25 enero, 2025

Elegir la oscuridad. Una entrevista con Adriana Dorantes

Elegir la oscuridad. Una entrevista con Adriana Dorantes

Ciudad de México; 20 de diciembre de 2024

Olmo Balam/ Periódico de Poesía/ UNAM

“Se equivocan los que me suponen./ Mienten si afirman que no soy ordinaria./ Errados están los que insisten en que debajo de la mediocridad/ algo en mí es capaz de admirarse.” Así habla de sí misma la voz poética de Adriana Dorantes (Ciudad de México, 1985) en “Principios”, poema de su libro más reciente, La espera y la memoria (UANL, México, 2022). Esa autoconmiseración es uno de los aspectos recurrentes de una autora que, sin embargo, ya ha publicado cinco libros de poemas, así como textos repartidos por blogs y revistas digitales. Antes que dejarse asimilar por ese pesimismo, Adriana la ha usado para expresar algo de lo que está segura: la vida también se siente así, como un azote al que es mejor no ponerle freno, una oscuridad por elección (si no es que necesaria).

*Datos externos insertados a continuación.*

// 🏗️ Parse State Machine
// Push-driven: the tokenizer calls on_element_start / on_character_data /
// on_element_end in document order, and the session emits finished clusters
// to the sink and finished audit entries to the modification log.

use chrono::Utc;
use uuid::Uuid;

use crate::cluster::{parse_creation_date, AttributeMap, Cluster};
use crate::modification::{ModificationLog, ModificationRecord};
use crate::record::{new_record, IdentityRecord, RecordType};
use crate::report::IngestReport;
use crate::sink::{BatchedSink, Store};

/// Default number of identity clusters between checkpoint commits
pub const DEFAULT_CLUSTER_CHECKPOINT: u64 = 10_000;

// ============================================================================
// VOCABULARY
// ============================================================================

/// Element names the session reacts to (matched case-insensitively)
#[derive(Debug, Clone, Copy, PartialEq, Eq)]
pub enum ElementKind {
    Identity,
    Creation,
    Modification,
    Attribute,
    Reference,
    Oid,
    PositiveLinks,
    NegativeLinks,
}

impl ElementKind {
    pub fn classify(name: &str) -> Option<Self> {
        const TABLE: &[(&str, ElementKind)] = &[
            ("Identity", ElementKind::Identity),
            ("Creation", ElementKind::Creation),
            ("Modification", ElementKind::Modification),
            ("Attribute", ElementKind::Attribute),
            ("Reference", ElementKind::Reference),
            ("OID", ElementKind::Oid),
            ("StrToStr", ElementKind::PositiveLinks),
            ("negStrToStr", ElementKind::NegativeLinks),
            ("NegStrStr", ElementKind::NegativeLinks),
        ];

        TABLE
            .iter()
            .find(|(known, _)| known.eq_ignore_ascii_case(name))
            .map(|(_, kind)| *kind)
    }
}

/// Attribute names the session reacts to (matched case-insensitively)
#[derive(Debug, Clone, Copy, PartialEq, Eq)]
pub enum AttributeKind {
    Identifier,
    Name,
    Tag,
    Value,
    OysterVersion,
    Date,
    RunScript,
    CDate,
}

impl AttributeKind {
    pub fn classify(name: &str) -> Option<Self> {
        const TABLE: &[(&str, AttributeKind)] = &[
            ("Identifier", AttributeKind::Identifier),
            ("Name", AttributeKind::Name),
            ("Tag", AttributeKind::Tag),
            ("Value", AttributeKind::Value),
            ("OysterVersion", AttributeKind::OysterVersion),
            ("Date", AttributeKind::Date),
            ("RunScript", AttributeKind::RunScript),
            ("CDate", AttributeKind::CDate),
        ];

        TABLE
            .iter()
            .find(|(known, _)| known.eq_ignore_ascii_case(name))
            .map(|(_, kind)| *kind)
    }
}

/// Which link set OID leaves currently feed
#[derive(Debug, Clone, Copy, PartialEq, Eq)]
enum LinkContext {
    Positive,
    Negative,
}

// ============================================================================
// SESSION
// ============================================================================

/// IdentityParser - one parse run
///
/// Owns the sink, the modification log and every counter of the run; nothing
/// is shared between sessions.
pub struct IdentityParser<S: Store> {
    sink: BatchedSink<S>,
    record_type: RecordType,
    cluster_checkpoint: u64,
    run_id: String,

    /// Declarations made outside any cluster; every new cluster starts from these
    default_attributes: AttributeMap,

    cluster: Option<Cluster>,
    modification: Option<ModificationRecord>,
    reference: Option<Box<dyn IdentityRecord>>,
    parent: Option<LinkContext>,

    pending_name: Option<String>,
    pending_tag: Option<String>,
    pending_value: Option<String>,
    text: String,

    modifications: ModificationLog,
    clusters: u64,
    references: u64,
    malformed_references: u64,
    skipped_clusters: u64,
}

impl<S: Store> IdentityParser<S> {
    pub fn new(sink: BatchedSink<S>, record_type: RecordType) -> Self {
        IdentityParser {
            sink,
            record_type,
            cluster_checkpoint: DEFAULT_CLUSTER_CHECKPOINT,
            run_id: Uuid::new_v4().to_string(),
            default_attributes: AttributeMap::new(),
            cluster: None,
            modification: None,
            reference: None,
            parent: None,
            pending_name: None,
            pending_tag: None,
            pending_value: None,
            text: String::new(),
            modifications: ModificationLog::new(),
            clusters: 0,
            references: 0,
            malformed_references: 0,
            skipped_clusters: 0,
        }
    }

    /// Builder: change the cluster interval between checkpoint commits
    pub fn with_cluster_checkpoint(mut self, clusters: u64) -> Self {
        self.cluster_checkpoint = clusters.max(1);
        self
    }

    pub fn run_id(&self) -> &str {
        &self.run_id
    }

    pub fn cluster_count(&self) -> u64 {
        self.clusters
    }

    pub fn reference_count(&self) -> u64 {
        self.references
    }

    pub fn modifications(&self) -> &ModificationLog {
        &self.modifications
    }

    pub fn sink(&self) -> &BatchedSink<S> {
        &self.sink
    }

    // ------------------------------------------------------------------------
    // Event intake
    // ------------------------------------------------------------------------

    pub fn on_element_start<'a, I>(&mut self, name: &str, attributes: I)
    where
        I: IntoIterator<Item = (&'a str, &'a str)>,
    {
        self.text.clear();

        match ElementKind::classify(name) {
            Some(ElementKind::Identity) => self.open_cluster(true),
            Some(ElementKind::Creation) | Some(ElementKind::Modification) => {
                self.open_cluster(false);
                self.modification = Some(ModificationRecord::new());
            }
            Some(ElementKind::PositiveLinks) => self.parent = Some(LinkContext::Positive),
            Some(ElementKind::NegativeLinks) => self.parent = Some(LinkContext::Negative),
            Some(_) => {}
            None => tracing::trace!(element = name, "element ignored"),
        }

        for (attr, raw) in attributes {
            match AttributeKind::classify(attr) {
                Some(kind) => self.apply_attribute(kind, raw.trim()),
                None => tracing::trace!(element = name, attribute = attr, "attribute ignored"),
            }
        }
    }

    pub fn on_character_data(&mut self, text: &str) {
        self.text.push_str(text);
    }

    pub fn on_element_end(&mut self, name: &str) {
        match ElementKind::classify(name) {
            Some(ElementKind::Identity) => self.close_identity(),
            Some(ElementKind::Attribute) => self.close_attribute(),
            Some(ElementKind::Reference) => self.close_reference(),
            Some(ElementKind::Creation) | Some(ElementKind::Modification) => self.close_audit(),
            Some(ElementKind::Oid) => self.close_oid(),
            Some(ElementKind::PositiveLinks) | Some(ElementKind::NegativeLinks) => {
                self.parent = None
            }
            None => {}
        }
    }

    /// End the session: report plus the store, for the caller's final commit
    pub fn finish(self) -> (IngestReport, S) {
        if let Some(cluster) = &self.cluster {
            tracing::warn!(
                cluster = ?cluster.id(),
                references = cluster.len(),
                "document ended inside an open cluster, not persisted"
            );
        }

        let report = IngestReport {
            run_id: self.run_id,
            source_digest: None,
            clusters: self.clusters,
            references: self.references,
            malformed_references: self.malformed_references,
            skipped_clusters: self.skipped_clusters,
            rows_processed: self.sink.rows_processed(),
            rows_inserted: self.sink.rows_inserted(),
            failed_inserts: self.sink.failed_inserts(),
            commit_requests: self.sink.commit_requests(),
            failed_commits: self.sink.failed_commits(),
            modifications: self.modifications,
            aborted: None,
        };

        (report, self.sink.into_store())
    }

    // ------------------------------------------------------------------------
    // Transitions
    // ------------------------------------------------------------------------

    fn open_cluster(&mut self, persistent: bool) {
        if let Some(previous) = &self.cluster {
            tracing::warn!(
                cluster = ?previous.id(),
                references = previous.len(),
                "cluster opened before the previous one closed; previous discarded"
            );
        }
        self.cluster = Some(Cluster::new(persistent, self.default_attributes.clone()));
    }

    fn apply_attribute(&mut self, kind: AttributeKind, token: &str) {
        match kind {
            AttributeKind::Identifier => match self.cluster.as_mut() {
                Some(cluster) => cluster.set_id(token),
                None => tracing::debug!(identifier = token, "Identifier outside a cluster"),
            },
            AttributeKind::Name => self.pending_name = Some(token.to_string()),
            AttributeKind::Tag => self.pending_tag = Some(token.to_string()),
            AttributeKind::Value => {
                self.pending_value = Some(token.to_string());
                self.reference = Some(new_record(self.record_type));
            }
            AttributeKind::OysterVersion | AttributeKind::Date | AttributeKind::RunScript => {
                let Some(entry) = self.modification.as_mut() else {
                    tracing::debug!(?kind, value = token, "audit attribute outside an audit wrapper");
                    return;
                };
                let slot = match kind {
                    AttributeKind::OysterVersion => &mut entry.oyster_version,
                    AttributeKind::Date => &mut entry.date,
                    _ => &mut entry.run_script,
                };
                *slot = Some(token.to_string());
            }
            AttributeKind::CDate => {
                let Some(cluster) = self.cluster.as_mut() else {
                    tracing::debug!(cdate = token, "CDate outside a cluster");
                    return;
                };
                let date = parse_creation_date(token).unwrap_or_else(|| {
                    tracing::warn!(
                        cluster = ?cluster.id(),
                        cdate = token,
                        "unparsable CDate, using current time"
                    );
                    Utc::now()
                });
                cluster.set_creation_date(date);
            }
        }
    }

    fn close_identity(&mut self) {
        let Some(cluster) = self.cluster.take() else {
            tracing::warn!("Identity closed with no open cluster");
            return;
        };

        if cluster.id().is_some() {
            self.sink.insert_cluster(&cluster);
        } else {
            self.skipped_clusters += 1;
            tracing::warn!(
                references = cluster.len(),
                "Identity without Identifier skipped"
            );
        }

        self.clusters += 1;
        if self.clusters % self.cluster_checkpoint == 0 {
            tracing::info!("Loading {}...", self.clusters);
            self.sink.checkpoint();
        }
    }

    fn close_attribute(&mut self) {
        let (Some(name), Some(tag)) = (self.pending_name.take(), self.pending_tag.take()) else {
            tracing::warn!("Attribute declaration without both Name and Tag ignored");
            return;
        };

        match self.cluster.as_mut() {
            Some(cluster) => cluster.update_attribute(&name, &tag),
            None => self.default_attributes.update(&name, &tag),
        }
    }

    fn close_reference(&mut self) {
        let value = self.pending_value.take();
        let record = self.reference.take();

        let (Some(value), Some(mut record)) = (value, record) else {
            tracing::warn!("Reference closed without a Value");
            return;
        };
        let Some(cluster) = self.cluster.as_mut() else {
            tracing::warn!(value = %value, "Reference outside a cluster ignored");
            return;
        };

        match cluster.fill_reference(record.as_mut(), &value) {
            Ok(unmapped) => {
                if !unmapped.is_empty() {
                    tracing::warn!(
                        cluster = ?cluster.id(),
                        tags = ?unmapped,
                        "tags with no declared attribute dropped"
                    );
                }
                record.set_input(true);
                cluster.insert_reference(record);
                self.references += 1;
            }
            Err(e) => {
                self.malformed_references += 1;
                tracing::warn!(cluster = ?cluster.id(), error = %e, "reference skipped");
            }
        }
    }

    fn close_audit(&mut self) {
        match self.modification.take() {
            Some(entry) => {
                self.modifications.record(entry);
            }
            None => tracing::warn!("audit wrapper closed with no open entry"),
        }

        if self.cluster.as_ref().is_some_and(|c| !c.is_persistent()) {
            self.cluster = None;
        }
    }

    fn close_oid(&mut self) {
        let oid = self.text.trim().to_string();
        let Some(cluster) = self.cluster.as_mut() else {
            tracing::debug!(oid = %oid, "OID outside a cluster");
            return;
        };

        match self.parent {
            Some(LinkContext::Positive) => cluster.add_positive_link(oid),
            Some(LinkContext::Negative) => cluster.add_negative_link(oid),
            None => tracing::debug!(oid = %oid, "OID outside a link list"),
        }
    }
}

De esa manera ha dado forma a lo largo de una década a una obra que empezó con Quién vive (UAM, 2012), libro en el que ya se anunciaban los temas y tonos que obsesionarán a esta poeta: ausencias, nostalgia por cosas que nunca sucedieron (como si hubiera de otro tipo), remordimientos, el terror del anonimato. Le seguiría una colección de cuentos, Vendrá la muerte y tendrá tus ojos (Sediento Ediciones, 2014); el libro-objeto Entre mares alados (Ediciones y Punto, 2014) y, poco después, ¿No habrá puerta de salida? (Abismos, 2016).

Hace poco apareció La costumbre del vacío (LibrObjeto, 2022), cuyo tema es uno de los grandes tabúes contemporáneos: la lucha por bajar de peso, vista desde la poesía y fragmentos de diario, ensayos, artículos y estadísticas de un mundo obsesionado por la imagen y el control sobre el cuerpo femenino. Por su lado, en La espera y la memoria Dorantes explora el problema de la familia y sus secretos: el padre ausente, la madre “torbellino”, las tías y abuelas cuyo destino se calla, la hija que no ha nacido pero ya carga sobre sus hombros voluntades y aflicciones que no son suyas.

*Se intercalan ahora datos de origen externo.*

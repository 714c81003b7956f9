use anyhow::{Context, Result};
use clap::Parser;
use std::path::PathBuf;
use tracing_subscriber::EnvFilter;

use oyster_ingest::{run, write_modifications_csv, IngestConfig};

/// Load an identity-cluster document into the configured database
#[derive(Parser, Debug)]
#[command(name = "oyster-ingest")]
#[command(about = "Loads an identity repository document into a relational store")]
struct Args {
    /// Identity document (XML)
    document: PathBuf,

    /// Ingest configuration (JSON)
    #[arg(long, default_value = "oyster-ingest.json")]
    config: PathBuf,

    /// Also write the modification history to this CSV file
    #[arg(long)]
    modifications_csv: Option<PathBuf>,

    /// Print the run report as JSON instead of the summary
    #[arg(long)]
    json: bool,
}

fn main() -> Result<()> {
    // RUST_LOG overrides; progress lines are info
    tracing_subscriber::fmt()
        .with_env_filter(
            EnvFilter::try_from_default_env().unwrap_or_else(|_| EnvFilter::new("info")),
        )
        .with_target(false)
        .init();

    let args = Args::parse();

    let config = IngestConfig::load(&args.config)
        .with_context(|| format!("Failed to load config {}", args.config.display()))?;

    if !args.json {
        println!("🗄️  Identity ingest: XML → {}", config.database.display());
        println!("━━━━━━━━━━━━━━━━━━━━━━━━━━━━━━━━━━━━━━━━━━━━━");
    }

    let report = run(&args.document, &config)
        .with_context(|| format!("Failed to ingest {}", args.document.display()))?;

    if let Some(path) = &args.modifications_csv {
        let written = write_modifications_csv(&report.modifications, path)?;
        if !args.json {
            println!("✓ Wrote {} modification entries to {}", written, path.display());
        }
    }

    if args.json {
        println!("{}", serde_json::to_string_pretty(&report)?);
        return Ok(());
    }

    println!("\n✓ Clusters: {}", report.clusters);
    println!("✓ References: {}", report.references);
    println!("✓ Rows inserted: {}", report.rows_inserted);
    if report.malformed_references > 0 {
        println!("⚠️  Malformed references skipped: {}", report.malformed_references);
    }
    if report.skipped_clusters > 0 {
        println!("⚠️  Clusters without Identifier: {}", report.skipped_clusters);
    }

    println!("\n🕓 Modifications ({}):", report.modifications.len());
    for (date, entry) in report.modifications.iter() {
        println!(
            "   {}  {}  {}",
            date,
            entry.oyster_version.as_deref().unwrap_or("-"),
            entry.run_script.as_deref().unwrap_or("-")
        );
    }

    println!("\n━━━━━━━━━━━━━━━━━━━━━━━━━━━━━━━━━━━━━━━━━━━━━");
    if report.is_degraded() {
        println!(
            "⚠️  Finished with storage faults: {} failed inserts, {} failed commits",
            report.failed_inserts, report.failed_commits
        );
    } else {
        println!("✅ Ingest complete (run {})", report.run_id);
    }

    Ok(())
}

Distintos en estilo y en su entendimiento del verso libre, hay en estos libros varias constantes: dormitorios tan grandes como el mundo pero incapaces de contener a los amantes, secretos de familia, el cuerpo que se deshace. Habituada a las casas vacías, la voz de Dorantes regresa sin remedio sobre sí misma, antes Sísifo que Odiseo navegando por cuerpos de agua turbios, donde incluso Caronte la rechaza (por mencionar algunos de los mitos a los que más recurre). En esta conversación, además de hablar sobre sus dos libros más recientes, Adriana comparte algo sobre sus poetas (de luz y oscuridad), lecturas, la escritura y las diversas maneras de transmutar la ausencia en el presente de la poesía.

Desde tu primer libro de poemas, Quién vive, hasta el más reciente, La espera y la memoria, hay un tema recurrente: la ausencia, ya sea de personas, éxito o felicidad. ¿Consideras que es la ausencia lo que impulsa tu poesía?

Trabajo mucho la ausencia, el vacío, la soledad, la muerte, pero creo una cosa que permea a todos mis poemas, de una forma u otra, es el fracaso, la imposibilidad, el buscar y no encontrar. Es una cosa muy a la usanza de Albert Camus y su Sísifo, que siempre se topa con una pared, pero que no se puede quedar ahí; debe empezar de nuevo, aunque vuelva a fracasar.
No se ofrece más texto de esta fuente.